Stored items.
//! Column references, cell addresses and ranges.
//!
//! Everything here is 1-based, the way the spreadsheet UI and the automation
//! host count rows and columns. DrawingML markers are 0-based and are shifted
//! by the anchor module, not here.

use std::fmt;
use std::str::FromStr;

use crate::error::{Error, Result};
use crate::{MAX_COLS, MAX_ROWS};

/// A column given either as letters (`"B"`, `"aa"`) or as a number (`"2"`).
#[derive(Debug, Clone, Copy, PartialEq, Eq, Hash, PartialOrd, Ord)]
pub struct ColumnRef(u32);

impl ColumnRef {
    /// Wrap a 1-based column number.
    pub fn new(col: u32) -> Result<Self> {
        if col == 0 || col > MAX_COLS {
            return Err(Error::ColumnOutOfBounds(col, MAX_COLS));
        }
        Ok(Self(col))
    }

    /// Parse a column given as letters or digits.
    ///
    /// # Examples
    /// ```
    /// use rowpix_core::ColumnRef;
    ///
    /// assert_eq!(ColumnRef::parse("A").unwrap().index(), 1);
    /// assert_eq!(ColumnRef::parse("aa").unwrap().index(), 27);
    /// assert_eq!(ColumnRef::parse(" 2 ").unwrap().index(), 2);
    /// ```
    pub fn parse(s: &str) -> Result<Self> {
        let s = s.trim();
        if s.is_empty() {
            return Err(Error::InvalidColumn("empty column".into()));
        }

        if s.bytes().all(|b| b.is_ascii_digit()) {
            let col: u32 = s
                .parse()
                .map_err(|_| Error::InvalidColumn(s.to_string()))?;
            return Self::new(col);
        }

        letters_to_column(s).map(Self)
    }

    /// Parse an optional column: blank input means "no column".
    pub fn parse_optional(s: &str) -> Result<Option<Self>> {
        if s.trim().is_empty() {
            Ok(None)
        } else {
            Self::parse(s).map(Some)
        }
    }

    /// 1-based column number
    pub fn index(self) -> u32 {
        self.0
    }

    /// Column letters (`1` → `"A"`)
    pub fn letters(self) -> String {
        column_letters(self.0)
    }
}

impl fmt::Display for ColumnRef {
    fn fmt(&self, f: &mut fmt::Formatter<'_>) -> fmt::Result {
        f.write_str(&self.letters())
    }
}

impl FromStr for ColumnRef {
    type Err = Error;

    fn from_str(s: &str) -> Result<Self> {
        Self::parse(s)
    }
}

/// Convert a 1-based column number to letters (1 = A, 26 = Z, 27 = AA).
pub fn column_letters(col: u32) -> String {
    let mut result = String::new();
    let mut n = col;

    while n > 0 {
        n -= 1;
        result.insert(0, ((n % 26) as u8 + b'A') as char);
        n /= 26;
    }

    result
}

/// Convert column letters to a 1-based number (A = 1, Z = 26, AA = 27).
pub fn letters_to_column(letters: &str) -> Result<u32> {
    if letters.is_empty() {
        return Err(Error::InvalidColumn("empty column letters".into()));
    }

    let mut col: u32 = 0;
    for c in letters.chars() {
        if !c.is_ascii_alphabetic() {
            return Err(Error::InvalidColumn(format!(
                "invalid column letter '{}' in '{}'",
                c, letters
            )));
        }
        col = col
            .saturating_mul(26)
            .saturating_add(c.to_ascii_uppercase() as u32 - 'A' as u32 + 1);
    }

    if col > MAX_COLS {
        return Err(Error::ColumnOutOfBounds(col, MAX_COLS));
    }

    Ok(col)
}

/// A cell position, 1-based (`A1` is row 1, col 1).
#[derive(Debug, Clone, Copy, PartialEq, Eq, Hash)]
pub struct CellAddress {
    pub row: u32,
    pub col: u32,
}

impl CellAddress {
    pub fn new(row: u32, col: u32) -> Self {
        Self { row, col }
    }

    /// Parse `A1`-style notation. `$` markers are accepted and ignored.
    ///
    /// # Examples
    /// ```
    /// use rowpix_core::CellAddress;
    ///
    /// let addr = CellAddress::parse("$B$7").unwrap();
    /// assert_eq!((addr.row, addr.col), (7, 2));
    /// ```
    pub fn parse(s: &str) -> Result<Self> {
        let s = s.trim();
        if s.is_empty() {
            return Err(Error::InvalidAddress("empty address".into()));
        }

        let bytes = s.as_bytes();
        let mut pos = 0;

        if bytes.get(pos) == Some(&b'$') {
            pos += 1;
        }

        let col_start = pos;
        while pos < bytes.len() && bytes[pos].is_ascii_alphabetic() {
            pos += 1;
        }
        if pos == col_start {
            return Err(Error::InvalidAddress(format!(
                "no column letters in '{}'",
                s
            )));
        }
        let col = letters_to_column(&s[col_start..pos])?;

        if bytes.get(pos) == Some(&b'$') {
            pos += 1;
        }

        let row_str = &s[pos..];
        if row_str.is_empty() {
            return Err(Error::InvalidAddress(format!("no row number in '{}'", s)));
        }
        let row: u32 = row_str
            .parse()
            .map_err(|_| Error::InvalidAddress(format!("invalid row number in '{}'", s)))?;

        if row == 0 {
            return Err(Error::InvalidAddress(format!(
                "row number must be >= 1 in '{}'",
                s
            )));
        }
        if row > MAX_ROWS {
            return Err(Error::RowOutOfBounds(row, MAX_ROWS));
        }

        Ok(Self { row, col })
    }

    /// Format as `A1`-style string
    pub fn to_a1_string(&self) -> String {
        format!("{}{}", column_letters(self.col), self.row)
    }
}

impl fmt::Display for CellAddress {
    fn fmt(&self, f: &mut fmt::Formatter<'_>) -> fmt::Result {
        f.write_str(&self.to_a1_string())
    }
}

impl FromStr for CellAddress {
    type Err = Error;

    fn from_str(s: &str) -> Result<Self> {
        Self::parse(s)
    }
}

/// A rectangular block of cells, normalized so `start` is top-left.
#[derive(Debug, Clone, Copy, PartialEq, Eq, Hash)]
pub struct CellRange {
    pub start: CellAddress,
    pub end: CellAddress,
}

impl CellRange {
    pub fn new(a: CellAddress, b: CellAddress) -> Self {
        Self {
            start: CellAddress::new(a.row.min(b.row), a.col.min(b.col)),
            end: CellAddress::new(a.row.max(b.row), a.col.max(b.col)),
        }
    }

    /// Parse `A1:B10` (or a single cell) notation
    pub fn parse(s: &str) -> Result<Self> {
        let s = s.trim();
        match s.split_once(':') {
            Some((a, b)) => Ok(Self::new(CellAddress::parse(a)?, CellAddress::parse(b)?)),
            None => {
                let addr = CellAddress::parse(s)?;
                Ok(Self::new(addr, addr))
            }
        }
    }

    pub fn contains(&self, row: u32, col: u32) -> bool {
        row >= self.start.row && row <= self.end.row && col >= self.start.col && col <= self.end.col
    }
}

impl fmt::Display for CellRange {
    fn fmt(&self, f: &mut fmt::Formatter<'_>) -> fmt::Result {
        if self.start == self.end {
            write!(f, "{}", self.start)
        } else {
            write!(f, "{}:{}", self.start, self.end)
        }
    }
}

---

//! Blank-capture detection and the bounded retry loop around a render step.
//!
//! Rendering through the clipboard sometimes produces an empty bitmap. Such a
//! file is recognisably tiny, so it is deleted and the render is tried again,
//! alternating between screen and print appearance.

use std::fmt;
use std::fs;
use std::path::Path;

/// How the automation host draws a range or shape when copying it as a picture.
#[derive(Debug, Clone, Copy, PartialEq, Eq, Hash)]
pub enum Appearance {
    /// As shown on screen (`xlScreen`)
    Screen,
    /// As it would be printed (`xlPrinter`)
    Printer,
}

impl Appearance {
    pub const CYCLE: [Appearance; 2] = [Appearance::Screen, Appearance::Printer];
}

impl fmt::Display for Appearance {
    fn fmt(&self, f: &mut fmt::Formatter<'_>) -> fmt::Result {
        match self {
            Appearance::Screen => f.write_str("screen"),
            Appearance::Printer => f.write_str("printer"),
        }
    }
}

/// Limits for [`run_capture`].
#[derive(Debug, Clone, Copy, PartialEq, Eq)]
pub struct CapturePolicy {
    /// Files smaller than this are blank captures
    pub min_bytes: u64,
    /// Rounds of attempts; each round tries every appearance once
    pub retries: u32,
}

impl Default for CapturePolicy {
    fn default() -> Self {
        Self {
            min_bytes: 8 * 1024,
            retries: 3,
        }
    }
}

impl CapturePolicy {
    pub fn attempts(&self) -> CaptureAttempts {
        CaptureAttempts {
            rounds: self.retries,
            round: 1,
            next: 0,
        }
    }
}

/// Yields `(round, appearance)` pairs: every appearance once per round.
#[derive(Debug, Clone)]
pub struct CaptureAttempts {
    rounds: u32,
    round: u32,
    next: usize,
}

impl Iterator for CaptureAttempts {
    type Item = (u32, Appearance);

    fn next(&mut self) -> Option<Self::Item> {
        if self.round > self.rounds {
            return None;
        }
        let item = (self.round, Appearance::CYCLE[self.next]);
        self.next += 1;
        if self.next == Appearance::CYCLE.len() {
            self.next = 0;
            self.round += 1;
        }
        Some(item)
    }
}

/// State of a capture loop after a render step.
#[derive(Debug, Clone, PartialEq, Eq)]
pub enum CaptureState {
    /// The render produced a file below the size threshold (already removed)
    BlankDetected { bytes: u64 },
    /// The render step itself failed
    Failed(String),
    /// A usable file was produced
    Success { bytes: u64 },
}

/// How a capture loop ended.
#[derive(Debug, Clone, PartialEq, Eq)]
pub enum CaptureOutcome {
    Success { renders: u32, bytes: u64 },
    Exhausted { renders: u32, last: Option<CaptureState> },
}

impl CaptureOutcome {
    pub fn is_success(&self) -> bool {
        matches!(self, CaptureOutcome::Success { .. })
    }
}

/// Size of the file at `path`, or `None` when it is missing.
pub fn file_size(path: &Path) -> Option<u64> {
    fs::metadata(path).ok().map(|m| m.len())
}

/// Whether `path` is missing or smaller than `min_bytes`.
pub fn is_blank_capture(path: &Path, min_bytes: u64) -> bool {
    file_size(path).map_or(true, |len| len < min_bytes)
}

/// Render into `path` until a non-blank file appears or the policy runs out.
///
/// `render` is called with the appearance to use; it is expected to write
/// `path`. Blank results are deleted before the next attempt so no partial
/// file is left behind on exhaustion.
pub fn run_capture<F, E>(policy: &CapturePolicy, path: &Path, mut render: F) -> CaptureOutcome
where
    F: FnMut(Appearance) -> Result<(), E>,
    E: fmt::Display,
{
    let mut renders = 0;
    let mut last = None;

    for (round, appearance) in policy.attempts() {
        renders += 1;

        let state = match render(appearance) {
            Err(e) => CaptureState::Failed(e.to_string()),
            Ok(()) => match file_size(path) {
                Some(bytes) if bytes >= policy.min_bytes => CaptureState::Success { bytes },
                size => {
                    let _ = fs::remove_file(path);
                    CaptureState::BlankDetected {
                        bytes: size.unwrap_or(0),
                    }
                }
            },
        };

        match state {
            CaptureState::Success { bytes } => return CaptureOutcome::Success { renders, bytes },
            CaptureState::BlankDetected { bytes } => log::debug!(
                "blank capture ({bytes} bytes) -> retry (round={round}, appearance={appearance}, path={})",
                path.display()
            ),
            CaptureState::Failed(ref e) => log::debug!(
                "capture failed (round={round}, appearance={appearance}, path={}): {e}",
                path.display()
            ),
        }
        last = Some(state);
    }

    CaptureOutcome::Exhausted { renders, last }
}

About this exercise.
Which lines in the records above include the word "CellRange"? Copy them out.

Response box.
pub struct CellRange {
impl CellRange {
impl fmt::Display for CellRange {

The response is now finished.